An Antarctic Mystery ( French: Le Sphinx des glaces, The Sphinx of the Ice Fields) is a two-volume novel by Jules Verne. Written in 1897, it is a continuation of Edgar Allan Poe's 1838 novel The Narrative of Arthur Gordon Pym of Nantucket. It follows the adventures of the narrator and his journey from the Kerguelen Islands aboard Halbrane.

Neither Poe nor Verne had actually visited the remote Kerguelen Islands, located in the south Indian Ocean, [2] but their works are some of the few literary (as opposed to exploratory) references to the archipelago.

Plot

Map of Antarctic region, according to Verne

Volume 1

The story is set in 1839, eleven years after the events in Arthur Gordon Pym, one year after the publication of that book.

The narrator is a wealthy American Jeorling, who has entertained himself with private studies of the wildlife on the Kerguelen Islands and is now looking for a passage back to the United States. Halbrane is one of the first ships to arrive at Kerguelen, and its captain Len Guy somewhat reluctantly agrees to have Jeorling as a passenger as far as Tristan da Cunha.

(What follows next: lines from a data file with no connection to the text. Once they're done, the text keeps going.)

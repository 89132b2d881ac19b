//! Auth state transitions and their delivery.
//!
//! # Key items
//!
//! - [`reconcile`]: turns a prior snapshot and a probe result into one
//!   [`Reconciliation`]: a `TransitionEvent` plus a [`StoreWrite`]
//! - [`SubscriberRegistry`]: hands each event to every interested
//!   widget, isolating them from each other's panics
//!
//! Both are synchronous and free of I/O; the core crate wires them to the
//! prober and the store.

mod reconciler;
mod registry;

pub use reconciler::{Reconciliation, StoreWrite, reconcile};
pub use registry::{SubscriberRegistry, Subscription, SubscriptionId, TransitionHandler};
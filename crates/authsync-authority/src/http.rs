//! `reqwest`-backed authority client.

use authsync_protocol::{Codec, JsonCodec, SessionCheckResponse};
use reqwest::header::{COOKIE, HeaderMap, HeaderValue};
use reqwest::{Client, RequestBuilder, StatusCode};

use crate::{AuthorityClient, AuthorityConfig, AuthorityError};

/// Talks to a community backend over HTTP.
///
/// Credentials always travel with the request: the client keeps a cookie
/// jar across calls, and the configured cookie / bearer token are added
/// on top.
///
/// Status handling for session-check:
/// - 2xx → body decoded as [`SessionCheckResponse`]
/// - 401 / 403 → treated as an explicit "no session"
/// - anything else → [`AuthorityError::Status`]
#[derive(Debug, Clone)]
pub struct HttpAuthority {
    http: Client,
    config: AuthorityConfig,
}

impl HttpAuthority {
    /// Builds the client.
    ///
    /// # Errors
    /// [`AuthorityError::Config`] if the cookie isn't a valid header value
    /// or the TLS backend fails to initialize.
    pub fn new(config: AuthorityConfig) -> Result<Self, AuthorityError> {
        let mut headers = HeaderMap::new();
        if let Some(cookie) = &config.cookie {
            let value = HeaderValue::from_str(cookie)
                .map_err(|e| AuthorityError::Config(format!("cookie: {e}")))?;
            headers.insert(COOKIE, value);
        }

        let http = Client::builder()
            .cookie_store(true)
            .user_agent(config.user_agent.clone())
            .default_headers(headers)
            .build()
            .map_err(|e| AuthorityError::Config(e.to_string()))?;

        Ok(Self { http, config })
    }

    /// The config this client was built from.
    pub fn config(&self) -> &AuthorityConfig {
        &self.config
    }

    fn with_credentials(&self, req: RequestBuilder) -> RequestBuilder {
        match &self.config.bearer_token {
            Some(token) => req.bearer_auth(token),
            None => req,
        }
    }
}

impl AuthorityClient for HttpAuthority {
    async fn check_session(&self) -> Result<SessionCheckResponse, AuthorityError> {
        let url = self.config.session_check_url();
        let resp = self
            .with_credentials(self.http.get(&url).header("Accept", "application/json"))
            .send()
            .await
            .map_err(|e| AuthorityError::Request(e.to_string()))?;

        let status = resp.status();
        if status == StatusCode::UNAUTHORIZED || status == StatusCode::FORBIDDEN {
            tracing::debug!(%url, status = status.as_u16(), "session-check rejected credentials");
            return Ok(SessionCheckResponse::no_session());
        }
        if !status.is_success() {
            return Err(AuthorityError::Status(status.as_u16()));
        }

        let body = resp
            .bytes()
            .await
            .map_err(|e| AuthorityError::Request(e.to_string()))?;
        Ok(JsonCodec.decode(&body)?)
    }

    async fn logout(&self) -> Result<(), AuthorityError> {
        let url = self.config.logout_url();
        let resp = self
            .with_credentials(self.http.post(&url))
            .send()
            .await
            .map_err(|e| AuthorityError::Request(e.to_string()))?;

        let status = resp.status();
        if status.is_success() {
            Ok(())
        } else {
            Err(AuthorityError::Status(status.as_u16()))
        }
    }
}

#[cfg(test)]
mod tests {
    use super::*;

    #[test]
    fn test_new_rejects_cookie_with_newline() {
        let cfg = AuthorityConfig {
            cookie: Some("sid=abc\r\nX-Evil: 1".into()),
            ..AuthorityConfig::default()
        };
        let result = HttpAuthority::new(cfg);
        assert!(matches!(result, Err(AuthorityError::Config(_))));
    }

    #[test]
    fn test_new_accepts_plain_config() {
        let auth = HttpAuthority::new(AuthorityConfig::with_base_url("http://localhost:9"))
            .expect("should build");
        assert_eq!(auth.config().base_url, "http://localhost:9");
    }
}
//! File-backed storage: one JSON file per key in a directory.

use std::io::ErrorKind;
use std::path::{Path, PathBuf};

use fs_err as fs;
use tokio::sync::broadcast;

use crate::storage::ChangeFeed;
use crate::{SnapshotStorage, StorageChange, StoreError, WriterId};

/// Persists each key as `<dir>/<key>.json`.
///
/// Writes go to a temp file first and are renamed into place, so a crash
/// mid-write leaves either the old value or the new one, never a torn
/// file.
///
/// Change notifications only reach cores sharing this same
/// `FileStorage` value (wrap it in an `Arc`). Writes from other processes
/// are picked up the next time the key is read.
#[derive(Debug)]
pub struct FileStorage {
    dir: PathBuf,
    feed: ChangeFeed,
}

impl FileStorage {
    /// Storage rooted at `dir`. The directory is created on first write.
    pub fn new(dir: impl Into<PathBuf>) -> Self {
        Self {
            dir: dir.into(),
            feed: ChangeFeed::new(),
        }
    }

    /// The directory holding the files.
    pub fn dir(&self) -> &Path {
        &self.dir
    }

    /// Path of the file backing `key`. Characters outside
    /// `[A-Za-z0-9._-]` are replaced with `_`.
    pub fn path_for(&self, key: &str) -> PathBuf {
        let name: String = key
            .chars()
            .map(|c| {
                if c.is_ascii_alphanumeric() || matches!(c, '.' | '_' | '-') {
                    c
                } else {
                    '_'
                }
            })
            .collect();
        self.dir.join(format!("{name}.json"))
    }
}

impl SnapshotStorage for FileStorage {
    fn get(&self, key: &str) -> Result<Option<Vec<u8>>, StoreError> {
        match fs::read(self.path_for(key)) {
            Ok(data) => Ok(Some(data)),
            Err(err) if err.kind() == ErrorKind::NotFound => Ok(None),
            Err(err) => Err(err.into()),
        }
    }

    fn set(&self, key: &str, value: &[u8], writer: WriterId) -> Result<(), StoreError> {
        fs::create_dir_all(&self.dir)?;
        let path = self.path_for(key);
        let tmp_path = path.with_extension("json.tmp");
        fs::write(&tmp_path, value)?;
        fs::rename(&tmp_path, &path)?;
        tracing::trace!(path = %path.display(), bytes = value.len(), "snapshot file written");
        self.feed.notify(key, writer);
        Ok(())
    }

    fn remove(&self, key: &str, writer: WriterId) -> Result<(), StoreError> {
        match fs::remove_file(self.path_for(key)) {
            Ok(()) => {
                self.feed.notify(key, writer);
                Ok(())
            }
            Err(err) if err.kind() == ErrorKind::NotFound => Ok(()),
            Err(err) => Err(err.into()),
        }
    }

    fn subscribe(&self) -> broadcast::Receiver<StorageChange> {
        self.feed.subscribe()
    }
}
//! Render-time access decision for protected views.
//!
//! SYSTEM CONTEXT
//! ==============
//! The edge guard only sees whether a token cookie exists. This check runs
//! against the resolved [`AuthSnapshot`], so it catches sessions the server
//! revoked after the cookie was issued and enforces tenant roles.

#[cfg(test)]
#[path = "access_test.rs"]
mod access_test;

use crate::context::{AuthPhase, AuthSnapshot};
use crate::model::Role;
use crate::route::RouteTable;

/// What a protected view should render.
#[derive(Clone, Debug, PartialEq, Eq)]
pub enum RouteAccess {
    /// Auth state not resolved yet. Render a loading indicator, never navigate.
    Checking,
    /// No live session; navigate to the contained login URL.
    Redirecting(String),
    /// Signed in, but the tenant role is not allowed here.
    Forbidden,
    Allowed,
}

/// Decide access for `current_path`. An empty `required_roles` admits any
/// authenticated user.
#[must_use]
pub fn evaluate(snapshot: &AuthSnapshot, required_roles: &[Role], current_path: &str, table: &RouteTable) -> RouteAccess {
    match snapshot.phase() {
        AuthPhase::Unknown | AuthPhase::Loading => RouteAccess::Checking,
        AuthPhase::Unauthenticated => RouteAccess::Redirecting(table.login_redirect(current_path)),
        AuthPhase::Authenticated { tenant, .. } => {
            if required_roles.is_empty() || required_roles.contains(&tenant.role) {
                RouteAccess::Allowed
            } else {
                RouteAccess::Forbidden
            }
        }
    }
}
//! Server configuration parsed from environment variables.
//!
//! DESIGN
//! ======
//! Parsing takes a lookup function so tests can feed a map instead of
//! mutating the process environment. `from_env` is the production entry.

#[cfg(test)]
#[path = "config_test.rs"]
mod config_test;

use std::time::Duration;

use session::route::{DEFAULT_AUTH_ROUTES, DEFAULT_LANDING_PATH, DEFAULT_LOGIN_PATH, DEFAULT_PUBLIC_ROUTES};
use session::{RouteTable, RouteTableError};

pub const DEFAULT_PORT: u16 = 3000;
pub const DEFAULT_ERP_TIMEOUT_SECS: u64 = 10;

#[derive(Debug, thiserror::Error)]
pub enum ConfigError {
    #[error("{0} is required")]
    Missing(&'static str),
    #[error("invalid {var}: {value:?}")]
    Invalid { var: &'static str, value: String },
    #[error("route table: {0}")]
    Routes(#[from] RouteTableError),
}

#[derive(Debug, Clone)]
pub struct ServerConfig {
    pub port: u16,
    /// ERP API root without a trailing slash.
    pub erp_base_url: String,
    pub erp_timeout: Duration,
    /// Mark cookies the server clears as `Secure`.
    pub cookie_secure: bool,
    pub routes: RouteTable,
}

impl ServerConfig {
    /// Build typed server config from environment variables.
    ///
    /// Required:
    /// - `ERP_BASE_URL`
    ///
    /// Optional:
    /// - `PORT`: default 3000
    /// - `ERP_TIMEOUT_SECS`: default 10
    /// - `COOKIE_SECURE`: bool words, default from the ERP URL scheme
    /// - `MAOS_PUBLIC_ROUTES`, `MAOS_AUTH_ROUTES`: comma lists replacing the defaults
    /// - `MAOS_LANDING_PATH`: default `/dashboard`
    ///
    /// # Errors
    ///
    /// Returns [`ConfigError`] for a missing or unparseable variable or an
    /// inconsistent route table.
    pub fn from_env() -> Result<Self, ConfigError> {
        Self::from_lookup(|key| std::env::var(key).ok())
    }

    /// Same as [`ServerConfig::from_env`] with an explicit variable source.
    ///
    /// # Errors
    ///
    /// See [`ServerConfig::from_env`].
    pub fn from_lookup<F>(lookup: F) -> Result<Self, ConfigError>
    where
        F: Fn(&str) -> Option<String>,
    {
        let var = |key: &str| lookup(key).map(|v| v.trim().to_owned()).filter(|v| !v.is_empty());

        let port = parse_or("PORT", var("PORT"), DEFAULT_PORT)?;
        let erp_base_url = parse_base_url(var("ERP_BASE_URL").ok_or(ConfigError::Missing("ERP_BASE_URL"))?)?;
        let timeout_secs = parse_or("ERP_TIMEOUT_SECS", var("ERP_TIMEOUT_SECS"), DEFAULT_ERP_TIMEOUT_SECS)?;
        if timeout_secs == 0 {
            return Err(ConfigError::Invalid { var: "ERP_TIMEOUT_SECS", value: "0".to_owned() });
        }

        let cookie_secure = match var("COOKIE_SECURE") {
            Some(raw) => parse_bool(&raw).ok_or(ConfigError::Invalid { var: "COOKIE_SECURE", value: raw })?,
            None => erp_base_url.starts_with("https://"),
        };

        let public = var("MAOS_PUBLIC_ROUTES").map_or_else(|| owned(&DEFAULT_PUBLIC_ROUTES), |raw| split_list(&raw));
        let auth_only = var("MAOS_AUTH_ROUTES").map_or_else(|| owned(&DEFAULT_AUTH_ROUTES), |raw| split_list(&raw));
        let landing = var("MAOS_LANDING_PATH").unwrap_or_else(|| DEFAULT_LANDING_PATH.to_owned());
        let routes = RouteTable::new(public, auth_only, DEFAULT_LOGIN_PATH, landing)?;

        Ok(Self { port, erp_base_url, erp_timeout: Duration::from_secs(timeout_secs), cookie_secure, routes })
    }
}

/// Parse the usual boolean words, case-insensitively.
pub(crate) fn parse_bool(raw: &str) -> Option<bool> {
    match raw.trim().to_ascii_lowercase().as_str() {
        "1" | "true" | "yes" | "on" => Some(true),
        "0" | "false" | "no" | "off" => Some(false),
        _ => None,
    }
}

fn parse_or<T: std::str::FromStr>(var: &'static str, raw: Option<String>, default: T) -> Result<T, ConfigError> {
    match raw {
        None => Ok(default),
        Some(value) => value.parse::<T>().map_err(|_| ConfigError::Invalid { var, value }),
    }
}

fn parse_base_url(raw: String) -> Result<String, ConfigError> {
    if !(raw.starts_with("http://") || raw.starts_with("https://")) {
        return Err(ConfigError::Invalid { var: "ERP_BASE_URL", value: raw });
    }
    Ok(raw.trim_end_matches('/').to_owned())
}

fn split_list(raw: &str) -> Vec<String> {
    raw.split(',').map(str::trim).filter(|s| !s.is_empty()).map(str::to_owned).collect()
}

fn owned(items: &[&str]) -> Vec<String> {
    items.iter().map(|s| (*s).to_owned()).collect()
}
//! Session persistence across the cookie and durable client storage.
//!
//! ARCHITECTURE
//! ============
//! The cookie carries only the token and is what the edge guard observes.
//! Durable storage carries the full JSON session and is what hydration reads.
//! Both are abstracted behind [`SessionBackend`] so the browser, the CLI and
//! tests plug in their own targets.
//!
//! TRADE-OFFS
//! ==========
//! The cookie is written by the client and therefore cannot be `HttpOnly`;
//! the durable copy is readable by any script on the origin. That exposure is
//! accepted in exchange for letting the edge guard run without a server-side
//! session table.
//!
//! `save` writes the cookie first. A torn write therefore leaves at worst a
//! token without a matching profile, which `load` already treats as absent.

#[cfg(test)]
#[path = "store_test.rs"]
mod store_test;

use std::sync::{Arc, Mutex, PoisonError};

use crate::model::{Session, SessionError};

/// Failure reported by a single storage target.
#[derive(Debug, Clone, PartialEq, Eq, thiserror::Error)]
pub enum StorageError {
    /// The target does not exist in this environment (SSR, private mode).
    #[error("storage unavailable")]
    Unavailable,
    /// The target refused the operation (quota, security policy).
    #[error("storage rejected operation: {0}")]
    Rejected(String),
    #[error("storage io error: {0}")]
    Io(String),
}

/// Session could not be persisted or cleared.
#[derive(Debug, Clone, PartialEq, Eq, thiserror::Error)]
pub enum PersistenceError {
    #[error("failed to write session to {target}: {source}")]
    Write {
        target: &'static str,
        #[source]
        source: StorageError,
    },
    #[error("failed to clear session from {target}: {source}")]
    Remove {
        target: &'static str,
        #[source]
        source: StorageError,
    },
    #[error("failed to encode session: {0}")]
    Encode(#[from] SessionError),
}

/// One storage location holding a single string value.
pub trait SessionBackend: Send + Sync {
    /// Short label used in logs and errors (`"cookie"`, `"local_storage"`).
    fn name(&self) -> &'static str;

    /// Read the stored value, `None` when nothing is stored.
    ///
    /// # Errors
    ///
    /// Returns [`StorageError`] when the target cannot be read.
    fn read(&self) -> Result<Option<String>, StorageError>;

    /// Replace the stored value.
    ///
    /// # Errors
    ///
    /// Returns [`StorageError`] when the target refuses the write.
    fn write(&self, value: &str) -> Result<(), StorageError>;

    /// Remove the stored value. Removing a missing value succeeds.
    ///
    /// # Errors
    ///
    /// Returns [`StorageError`] when the target refuses the removal.
    fn remove(&self) -> Result<(), StorageError>;
}

/// In-process backend for SSR, tests, and dry runs.
///
/// Clones share the same slot, so a test can keep a handle after moving one
/// into a [`SessionStore`].
#[derive(Clone, Debug)]
pub struct MemoryBackend {
    name: &'static str,
    slot: Arc<Mutex<Option<String>>>,
}

impl MemoryBackend {
    #[must_use]
    pub fn new(name: &'static str) -> Self {
        Self { name, slot: Arc::new(Mutex::new(None)) }
    }

    /// Current value without going through the trait.
    #[must_use]
    pub fn peek(&self) -> Option<String> {
        self.slot.lock().unwrap_or_else(PoisonError::into_inner).clone()
    }
}

impl SessionBackend for MemoryBackend {
    fn name(&self) -> &'static str {
        self.name
    }

    fn read(&self) -> Result<Option<String>, StorageError> {
        Ok(self.peek())
    }

    fn write(&self, value: &str) -> Result<(), StorageError> {
        *self.slot.lock().unwrap_or_else(PoisonError::into_inner) = Some(value.to_owned());
        Ok(())
    }

    fn remove(&self) -> Result<(), StorageError> {
        *self.slot.lock().unwrap_or_else(PoisonError::into_inner) = None;
        Ok(())
    }
}

/// Reads and writes the session across the cookie and durable targets.
pub struct SessionStore {
    cookie: Box<dyn SessionBackend>,
    durable: Box<dyn SessionBackend>,
}

impl SessionStore {
    #[must_use]
    pub fn new(cookie: impl SessionBackend + 'static, durable: impl SessionBackend + 'static) -> Self {
        Self { cookie: Box::new(cookie), durable: Box::new(durable) }
    }

    /// Store backed by two fresh [`MemoryBackend`]s.
    #[must_use]
    pub fn in_memory() -> Self {
        Self::new(MemoryBackend::new("cookie"), MemoryBackend::new("durable"))
    }

    /// Load the persisted session, `None` if absent, torn, or malformed.
    #[must_use]
    pub fn load(&self) -> Option<Session> {
        let cookie_token = match self.cookie.read() {
            Ok(token) => token.filter(|t| !t.trim().is_empty()),
            Err(e) => {
                tracing::warn!(target_name = self.cookie.name(), error = %e, "session cookie read failed");
                return None;
            }
        };

        let raw = match self.durable.read() {
            Ok(Some(raw)) => raw,
            Ok(None) => {
                if cookie_token.is_some() {
                    tracing::debug!("session cookie present without stored profile");
                }
                return None;
            }
            Err(e) => {
                tracing::warn!(target_name = self.durable.name(), error = %e, "session storage read failed");
                return None;
            }
        };

        let session = match Session::from_json(&raw) {
            Ok(session) => session,
            Err(e) => {
                tracing::warn!(error = %e, "stored session rejected");
                return None;
            }
        };

        match cookie_token {
            Some(token) if token != session.token => {
                tracing::warn!("session cookie does not match stored session");
                None
            }
            Some(_) => Some(session),
            None => {
                tracing::debug!(target_name = self.durable.name(), "session restored from durable storage");
                Some(session)
            }
        }
    }

    /// Persist `session` to both targets, or to neither.
    ///
    /// # Errors
    ///
    /// Returns [`PersistenceError`] if encoding or either write fails; both
    /// targets are cleared before returning.
    pub fn save(&self, session: &Session) -> Result<(), PersistenceError> {
        let encoded = session.to_json()?;
        let result = self
            .cookie
            .write(&session.token)
            .map_err(|source| PersistenceError::Write { target: self.cookie.name(), source })
            .and_then(|()| {
                self.durable
                    .write(&encoded)
                    .map_err(|source| PersistenceError::Write { target: self.durable.name(), source })
            });

        if let Err(e) = result {
            tracing::warn!(error = %e, "session save failed, rolling back");
            if let Err(clear_err) = self.clear() {
                tracing::warn!(error = %clear_err, "session rollback incomplete");
            }
            return Err(e);
        }
        Ok(())
    }

    /// Remove the session from both targets. Idempotent.
    ///
    /// # Errors
    ///
    /// Returns the first [`PersistenceError`]; every target is still attempted.
    pub fn clear(&self) -> Result<(), PersistenceError> {
        let cookie = self
            .cookie
            .remove()
            .map_err(|source| PersistenceError::Remove { target: self.cookie.name(), source });
        let durable = self
            .durable
            .remove()
            .map_err(|source| PersistenceError::Remove { target: self.durable.name(), source });
        cookie.and(durable)
    }
}
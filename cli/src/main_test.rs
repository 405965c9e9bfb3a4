use std::sync::atomic::{AtomicU32, Ordering};

use super::*;
use crate::file_store::{SESSION_FILE, TOKEN_FILE};
use crate::server_api::server_api_test::{TOKEN, spawn_fake_server};

fn scratch_dir() -> PathBuf {
    static NEXT: AtomicU32 = AtomicU32::new(0);
    let n = NEXT.fetch_add(1, Ordering::Relaxed);
    std::env::temp_dir().join(format!("maos-cli-main-{}-{n}", std::process::id()))
}

async fn context() -> (CliContext, Arc<std::sync::Mutex<Vec<String>>>) {
    let (base_url, revoked) = spawn_fake_server().await;
    (CliContext { base_url, state_dir: scratch_dir() }, revoked)
}

// =============================================================================
// route
// =============================================================================

#[test]
fn describe_route_reports_class_and_decision() {
    let table = RouteTable::default();
    assert_eq!(
        describe_route(&table, "/dashboard", false),
        "path: /dashboard\nclass: protected\ndecision: redirect /login?redirect=/dashboard"
    );
    assert_eq!(describe_route(&table, "/login", true), "path: /login\nclass: auth-only\ndecision: redirect /dashboard");
    assert_eq!(describe_route(&table, "/about", false), "path: /about\nclass: public\ndecision: allow");
}

#[test]
fn route_args_fall_back_to_defaults() {
    let cli = Cli::parse_from(["maos", "route", "/pricing"]);
    let Command::Route(args) = cli.command else { panic!("expected route command") };
    assert_eq!(args.table().unwrap(), RouteTable::default());
}

#[test]
fn route_args_accept_lists() {
    let cli = Cli::parse_from(["maos", "route", "/pricing", "--public", "/,/pricing", "--auth-only", "/login"]);
    let Command::Route(args) = cli.command else { panic!("expected route command") };
    let table = args.table().unwrap();
    assert_eq!(table.classify("/pricing"), RouteClass::Public);
    assert_eq!(table.classify("/register"), RouteClass::Protected);
}

// =============================================================================
// login / whoami / logout
// =============================================================================

#[tokio::test]
async fn login_persists_session_files() {
    let (ctx, _) = context().await;
    let out = run_login(&ctx, Credentials::new("me@example.com", "pw")).await.unwrap();
    assert_eq!(out, "Cli User <me@example.com>\ntenant t-1 (admin)");
    assert_eq!(std::fs::read_to_string(ctx.state_dir.join(TOKEN_FILE)).unwrap(), TOKEN);
    assert!(ctx.state_dir.join(SESSION_FILE).exists());
    let _ = std::fs::remove_dir_all(&ctx.state_dir);
}

#[tokio::test]
async fn rejected_login_stores_nothing() {
    let (ctx, _) = context().await;
    let err = run_login(&ctx, Credentials::new("me@example.com", "wrong")).await.unwrap_err();
    assert!(matches!(err, CliError::Auth(AuthError::Rejected(_))));
    assert!(!ctx.state_dir.join(TOKEN_FILE).exists());
}

#[tokio::test]
async fn whoami_restores_stored_session() {
    let (ctx, _) = context().await;
    run_login(&ctx, Credentials::new("me@example.com", "pw")).await.unwrap();
    assert_eq!(run_whoami(&ctx).await.unwrap(), "Cli User <me@example.com>\ntenant t-1 (admin)");
    let _ = std::fs::remove_dir_all(&ctx.state_dir);
}

#[tokio::test]
async fn whoami_without_session_fails() {
    let (ctx, _) = context().await;
    assert!(matches!(run_whoami(&ctx).await, Err(CliError::NotSignedIn)));
}

#[tokio::test]
async fn whoami_with_stale_token_clears_files() {
    let (ctx, _) = context().await;
    run_login(&ctx, Credentials::new("me@example.com", "pw")).await.unwrap();
    let stale = std::fs::read_to_string(ctx.state_dir.join(SESSION_FILE)).unwrap().replace(TOKEN, "tok-old");
    std::fs::write(ctx.state_dir.join(SESSION_FILE), stale).unwrap();
    std::fs::write(ctx.state_dir.join(TOKEN_FILE), "tok-old").unwrap();

    assert!(matches!(run_whoami(&ctx).await, Err(CliError::NotSignedIn)));
    assert!(!ctx.state_dir.join(TOKEN_FILE).exists());
    assert!(!ctx.state_dir.join(SESSION_FILE).exists());
    let _ = std::fs::remove_dir_all(&ctx.state_dir);
}

#[tokio::test]
async fn logout_clears_and_revokes() {
    let (ctx, revoked) = context().await;
    run_login(&ctx, Credentials::new("me@example.com", "pw")).await.unwrap();

    assert_eq!(run_logout(&ctx).await, "signed out");
    assert!(!ctx.state_dir.join(TOKEN_FILE).exists());
    assert_eq!(*revoked.lock().unwrap(), vec![TOKEN.to_owned()]);
    assert_eq!(run_logout(&ctx).await, "not signed in");
    let _ = std::fs::remove_dir_all(&ctx.state_dir);
}

// =============================================================================
// erp
// =============================================================================

#[tokio::test]
async fn erp_reads_with_stored_token() {
    let (ctx, _) = context().await;
    run_login(&ctx, Credentials::new("me@example.com", "pw")).await.unwrap();
    let body = run_erp(&ctx, "reports/kpis").await.unwrap();
    assert_eq!(body["open_orders"], 7);
    let _ = std::fs::remove_dir_all(&ctx.state_dir);
}

#[tokio::test]
async fn erp_without_session_fails() {
    let (ctx, _) = context().await;
    assert!(matches!(run_erp(&ctx, "reports/kpis").await, Err(CliError::NotSignedIn)));
}
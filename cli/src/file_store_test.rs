use std::sync::atomic::{AtomicU32, Ordering};

use session::{Role, Session, Tenant, User};

use super::*;

fn scratch_dir() -> PathBuf {
    static NEXT: AtomicU32 = AtomicU32::new(0);
    let n = NEXT.fetch_add(1, Ordering::Relaxed);
    std::env::temp_dir().join(format!("maos-cli-test-{}-{n}", std::process::id()))
}

fn sample() -> Session {
    Session::new(
        "tok-file-1".to_owned(),
        Tenant { id: "t-9".into(), role: Role::Viewer },
        User { id: "u-9".into(), name: "Grace".into(), email: "grace@example.com".into() },
    )
    .unwrap()
}

#[test]
fn missing_file_reads_as_none() {
    let backend = FileBackend::new("f", scratch_dir().join("absent"));
    assert_eq!(backend.read(), Ok(None));
    assert_eq!(backend.remove(), Ok(()));
}

#[test]
fn write_creates_parent_and_round_trips() {
    let dir = scratch_dir();
    let path = dir.join("nested").join("value");
    let backend = FileBackend::new("f", path.clone());
    backend.write("abc\n").unwrap();
    assert_eq!(backend.read(), Ok(Some("abc".to_owned())));
    assert!(!path.with_extension("tmp").exists());

    backend.remove().unwrap();
    assert_eq!(backend.read(), Ok(None));
    let _ = std::fs::remove_dir_all(dir);
}

#[test]
fn unreadable_path_is_io_error() {
    let dir = scratch_dir();
    std::fs::create_dir_all(dir.join("is_a_dir")).unwrap();
    let backend = FileBackend::new("f", dir.join("is_a_dir"));
    assert!(matches!(backend.read(), Err(StorageError::Io(_))));
    let _ = std::fs::remove_dir_all(dir);
}

#[test]
fn store_writes_token_and_session_files() {
    let dir = scratch_dir();
    let store = session_store(&dir);
    store.save(&sample()).unwrap();

    assert_eq!(std::fs::read_to_string(dir.join(TOKEN_FILE)).unwrap(), "tok-file-1");
    assert!(std::fs::read_to_string(dir.join(SESSION_FILE)).unwrap().contains("\"viewer\""));
    assert_eq!(session_store(&dir).load(), Some(sample()));

    store.clear().unwrap();
    assert!(!dir.join(TOKEN_FILE).exists());
    assert!(!dir.join(SESSION_FILE).exists());
    let _ = std::fs::remove_dir_all(dir);
}

#[test]
fn mismatched_token_file_fails_closed() {
    let dir = scratch_dir();
    session_store(&dir).save(&sample()).unwrap();
    std::fs::write(dir.join(TOKEN_FILE), "tok-other").unwrap();
    assert_eq!(session_store(&dir).load(), None);
    let _ = std::fs::remove_dir_all(dir);
}
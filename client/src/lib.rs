//! MAOS front-end: Leptos app shell, auth provider, and route guards.
//!
//! SYSTEM CONTEXT
//! ==============
//! Compiled twice: with `ssr` into the server for rendering, and with
//! `hydrate` into WASM for the browser. Browser-only code sits behind the
//! `hydrate` feature and degrades to no-ops on the server.

pub mod app;
pub mod components;
pub mod net;
pub mod pages;
pub mod state;
pub mod util;

/// WASM entry point: hydrate the server-rendered document.
#[cfg(feature = "hydrate")]
#[wasm_bindgen::prelude::wasm_bindgen]
pub fn hydrate() {
    console_error_panic_hook::set_once();
    let _ = console_log::init_with_level(log::Level::Debug);
    leptos::mount::hydrate_body(app::App);
}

Underway, they meet a stray iceberg with a dead body on it, which turns out to be a sailor from Jane. A note found with him indicates that he and several others including Jane's captain William Guy had survived the assassination attempt at Tsalal and are still alive.

Guy, who had talked to Jeorling earlier about the subject of Pym, reveals himself to be the brother of William Guy. He decides to try to come to the rescue of Jane's crew. After taking on provisions on Tristan da Cunha and the Falklands, they head South with Jeorling still on board. They also take aboard another mysterious sailor named Hunt who is eager to join the search for undisclosed reasons.

Extraordinarily mild weather allows the Halbrane to make good progress, and they break the pack ice barrier, which surrounds an ice-free Antarctic ocean, early in summer. They find first Bennet's islet, where Jane had made a stop, and finally Tsalal. But the island is completely devastated, apparently by a recent massive earthquake, and deserted. They find the remains of Tsalal's natives, who apparently died long before the earthquake, and the collar of Pym's dog, Tiger, but no trace of Jane.

Volume 2

At this point, Hunt is revealed to be Dirk Peters. On their travel south of Tsalal, he and Pym had become separated, and only Peters made it safely back to the States where he, not Pym, instigated the publication of their voyage. Pym's diary, in Peters' possession, had apparently been significantly embellished by Poe. Upon returning home, Peters took on a new identity, because he was too ashamed of having resorted to cannibalism on the wreck of Grampus.

Guy and Peters decide to push further south, much to the chagrin of a part of the crew led by one seaman Hearne, who feels they should abandon the rescue attempt and head home before the onset of winter.

The wreck of the Halbrane

Not much later, in a freak accident, Halbrane is thrown upon an iceberg and subsequently lost. The crew makes it safely onto the iceberg, but with only one small boat left, it is doomed to drift on. The iceberg drifts even past the South Pole, before the whole party is cast ashore on a hitherto unknown land mass still within the pack ice barrier. Hearne and his fellows steal the last remaining boat, trying to make it to the open sea on their own, and making the situation even bleaker for those left behind who now face the prospect of wintering in the Antarctic.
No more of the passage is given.